▶ YOUR OBJECTIVE:
Could you restate word for word every line of the records below, from the first one to the one holding "Expiry, seconds since the epoch."?

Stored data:

=======

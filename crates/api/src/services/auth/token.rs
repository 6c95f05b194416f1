//! HS256 bearer tokens.
//!
//! Tokens are compact JWTs: `base64url(header).base64url(claims).base64url(sig)`
//! without padding, signed with HMAC-SHA256 over the first two segments.

use base64::Engine;
use base64::engine::general_purpose::URL_SAFE_NO_PAD;
use chrono::{DateTime, Duration, Utc};
use hmac::{Hmac, Mac};
use secrecy::{ExposeSecret, SecretString};
use serde::{Deserialize, Serialize};
use sha2::Sha256;
use thiserror::Error;

use emporium_core::{UserId, UserRole};

use crate::models::User;

type HmacSha256 = Hmac<Sha256>;

const HEADER: &str = r#"{"alg":"HS256","typ":"JWT"}"#;

/// Token verification failures.
#[derive(Debug, Clone, Copy, PartialEq, Eq, Error)]
pub enum TokenError {
    #[error("malformed token")]
    Malformed,
    #[error("unsupported token algorithm")]
    UnsupportedAlgorithm,
    #[error("invalid token signature")]
    BadSignature,
    #[error("token expired")]
    Expired,
    #[error("token could not be signed")]
    Signing,
}

/// Claims carried by every token.
#[derive(Debug, Clone, PartialEq, Eq, Serialize, Deserialize)]
pub struct Claims {
    /// User ID.
    pub sub: UserId,
    pub email: String,
    pub role: UserRole,
    /// Issued at, seconds since the epoch.
    pub iat: i64,
    /// Expiry, seconds since the epoch.
    pub exp: i64,
}

#[derive(Deserialize)]
struct Header {
    alg: String,
}

/// A freshly signed token.
#[derive(Debug, Clone, Serialize)]
pub struct IssuedToken {
    pub token: String,
    pub expires_at: DateTime<Utc>,
}

/// Signs and verifies bearer tokens with a shared secret.
#[derive(Clone)]
pub struct TokenSigner {
    secret: SecretString,
    ttl: Duration,
}

impl std::fmt::Debug for TokenSigner {
    fn fmt(&self, f: &mut std::fmt::Formatter<'_>) -> std::fmt::Result {
        f.debug_struct("TokenSigner")
            .field("secret", &"[REDACTED]")
            .field("ttl", &self.ttl)
            .finish()
    }
}

impl TokenSigner {
    #[must_use]
    pub const fn new(secret: SecretString, ttl: Duration) -> Self {
        Self { secret, ttl }
    }

    fn mac(&self) -> Result<HmacSha256, TokenError> {
        HmacSha256::new_from_slice(self.secret.expose_secret().as_bytes())
            .map_err(|_| TokenError::Signing)
    }

    /// Issue a token for `user`, valid from `now` for the configured TTL.
    ///
    /// # Errors
    ///
    /// Returns `TokenError::Signing` if the claims cannot be encoded.
    pub fn issue(&self, user: &User, now: DateTime<Utc>) -> Result<IssuedToken, TokenError> {
        let expires_at = now + self.ttl;
        let claims = Claims {
            sub: user.id,
            email: user.email.as_str().to_string(),
            role: user.role,
            iat: now.timestamp(),
            exp: expires_at.timestamp(),
        };
        Ok(IssuedToken {
            token: self.sign(&claims)?,
            expires_at,
        })
    }

    /// Encode and sign arbitrary claims.
    ///
    /// # Errors
    ///
    /// Returns `TokenError::Signing` if the claims cannot be encoded.
    pub fn sign(&self, claims: &Claims) -> Result<String, TokenError> {
        let header = URL_SAFE_NO_PAD.encode(HEADER);
        let claims = serde_json::to_vec(claims).map_err(|_| TokenError::Signing)?;
        let payload = URL_SAFE_NO_PAD.encode(claims);
        let signing_input = format!("{header}.{payload}");

        let mut mac = self.mac()?;
        mac.update(signing_input.as_bytes());
        let signature = URL_SAFE_NO_PAD.encode(mac.finalize().into_bytes());

        Ok(format!("{signing_input}.{signature}"))
    }

    /// Verify signature and expiry, returning the claims.
    ///
    /// # Errors
    ///
    /// Returns [`TokenError`] for malformed, tampered or expired tokens.
    pub fn verify(&self, token: &str, now: DateTime<Utc>) -> Result<Claims, TokenError> {
        let mut parts = token.split('.');
        let (Some(header), Some(payload), Some(signature), None) =
            (parts.next(), parts.next(), parts.next(), parts.next())
        else {
            return Err(TokenError::Malformed);
        };

        let header: Header = URL_SAFE_NO_PAD
            .decode(header)
            .ok()
            .and_then(|bytes| serde_json::from_slice(&bytes).ok())
            .ok_or(TokenError::Malformed)?;
        if header.alg != "HS256" {
            return Err(TokenError::UnsupportedAlgorithm);
        }

        let signature = URL_SAFE_NO_PAD
            .decode(signature)
            .map_err(|_| TokenError::Malformed)?;
        let signed_len = token.len() - signature_segment_len(token);
        let mut mac = self.mac()?;
        mac.update(token.as_bytes().get(..signed_len).ok_or(TokenError::Malformed)?);
        // Constant-time comparison.
        mac.verify_slice(&signature)
            .map_err(|_| TokenError::BadSignature)?;

        let claims: Claims = URL_SAFE_NO_PAD
            .decode(payload)
            .ok()
            .and_then(|bytes| serde_json::from_slice(&bytes).ok())
            .ok_or(TokenError::Malformed)?;

        if claims.exp <= now.timestamp() {
            return Err(TokenError::Expired);
        }
        Ok(claims)
    }
}

/// Length of the final `.signature` segment including its dot.
fn signature_segment_len(token: &str) -> usize {
    token.rfind('.').map_or(0, |dot| token.len() - dot)
}

#[cfg(test)]
#[allow(clippy::unwrap_used)]
mod tests {
    use emporium_core::Email;

    use super::*;

    fn signer() -> TokenSigner {
        TokenSigner::new(
            SecretString::from("k8Jf2nQ9xLm4Vp7Rt1Yw6Zc3Bh5Ns0Dg"),
            Duration::hours(24),
        )
    }

    fn user() -> User {
        User {
            id: UserId::generate(),
            email: Email::parse("grace@example.com").unwrap(),
            password_hash: String::new(),
            first_name: "Grace".to_string(),
            last_name: "Hopper".to_string(),
            role: UserRole::Admin,
            is_active: true,
            created_at: Utc::now(),
            updated_at: Utc::now(),
        }
    }

    #[test]
    fn test_issue_then_verify() {
        let user = user();
        let now = Utc::now();
        let issued = signer().issue(&user, now).unwrap();
        let claims = signer().verify(&issued.token, now).unwrap();
        assert_eq!(claims.sub, user.id);
        assert_eq!(claims.role, UserRole::Admin);
        assert_eq!(claims.email, "grace@example.com");
        assert_eq!(issued.token.split('.').count(), 3);
        assert!(!issued.token.contains('='));
    }

    #[test]
    fn test_expired_token_rejected() {
        let now = Utc::now();
        let issued = signer().issue(&user(), now).unwrap();
        let later = now + Duration::hours(25);
        assert_eq!(signer().verify(&issued.token, later), Err(TokenError::Expired));
    }

    #[test]
    fn test_tampered_payload_rejected() {
        let now = Utc::now();
        let issued = signer().issue(&user(), now).unwrap();
        let parts: Vec<&str> = issued.token.split('.').collect();

        let mut claims: Claims =
            serde_json::from_slice(&URL_SAFE_NO_PAD.decode(parts[1]).unwrap()).unwrap();
        claims.role = UserRole::Admin;
        claims.sub = UserId::generate();
        let forged_payload = URL_SAFE_NO_PAD.encode(serde_json::to_vec(&claims).unwrap());
        let forged = format!("{}.{forged_payload}.{}", parts[0], parts[2]);

        assert_eq!(signer().verify(&forged, now), Err(TokenError::BadSignature));
    }

    #[test]
    fn test_wrong_secret_rejected() {
        let now = Utc::now();
        let issued = signer().issue(&user(), now).unwrap();
        let other = TokenSigner::new(
            SecretString::from("Zq4Wm8Xr2Tn6Yb0Kc5Vh9Lp3Jd7Fs1Ga"),
            Duration::hours(24),
        );
        assert_eq!(other.verify(&issued.token, now), Err(TokenError::BadSignature));
    }

    #[test]
    fn test_malformed_tokens() {
        let now = Utc::now();
        assert_eq!(signer().verify("", now), Err(TokenError::Malformed));
        assert_eq!(signer().verify("a.b", now), Err(TokenError::Malformed));
        assert_eq!(signer().verify("a.b.c.d", now), Err(TokenError::Malformed));
        assert_eq!(signer().verify("!!.@@.##", now), Err(TokenError::Malformed));
    }

    #[test]
    fn test_alg_none_rejected() {
        let header = URL_SAFE_NO_PAD.encode(r#"{"alg":"none","typ":"JWT"}"#);
        let token = format!("{header}.e30.");
        assert_eq!(
            signer().verify(&token, Utc::now()),
            Err(TokenError::UnsupportedAlgorithm)
        );
    }
}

=======

▶ YOUR RESPONSE:
filename crates/api/src/services/auth/token.rs
repository 6c95f05b194416f1
//! HS256 bearer tokens.
//!
//! Tokens are compact JWTs: `base64url(header).base64url(claims).base64url(sig)`
//! without padding, signed with HMAC-SHA256 over the first two segments.

use base64::Engine;
use base64::engine::general_purpose::URL_SAFE_NO_PAD;
use chrono::{DateTime, Duration, Utc};
use hmac::{Hmac, Mac};
use secrecy::{ExposeSecret, SecretString};
use serde::{Deserialize, Serialize};
use sha2::Sha256;
use thiserror::Error;

use emporium_core::{UserId, UserRole};

use crate::models::User;

type HmacSha256 = Hmac<Sha256>;

const HEADER: &str = r#"{"alg":"HS256","typ":"JWT"}"#;

/// Token verification failures.
#[derive(Debug, Clone, Copy, PartialEq, Eq, Error)]
pub enum TokenError {
    #[error("malformed token")]
    Malformed,
    #[error("unsupported token algorithm")]
    UnsupportedAlgorithm,
    #[error("invalid token signature")]
    BadSignature,
    #[error("token expired")]
    Expired,
    #[error("token could not be signed")]
    Signing,
}

/// Claims carried by every token.
#[derive(Debug, Clone, PartialEq, Eq, Serialize, Deserialize)]
pub struct Claims {
    /// User ID.
    pub sub: UserId,
    pub email: String,
    pub role: UserRole,
    /// Issued at, seconds since the epoch.
    pub iat: i64,
    /// Expiry, seconds since the epoch.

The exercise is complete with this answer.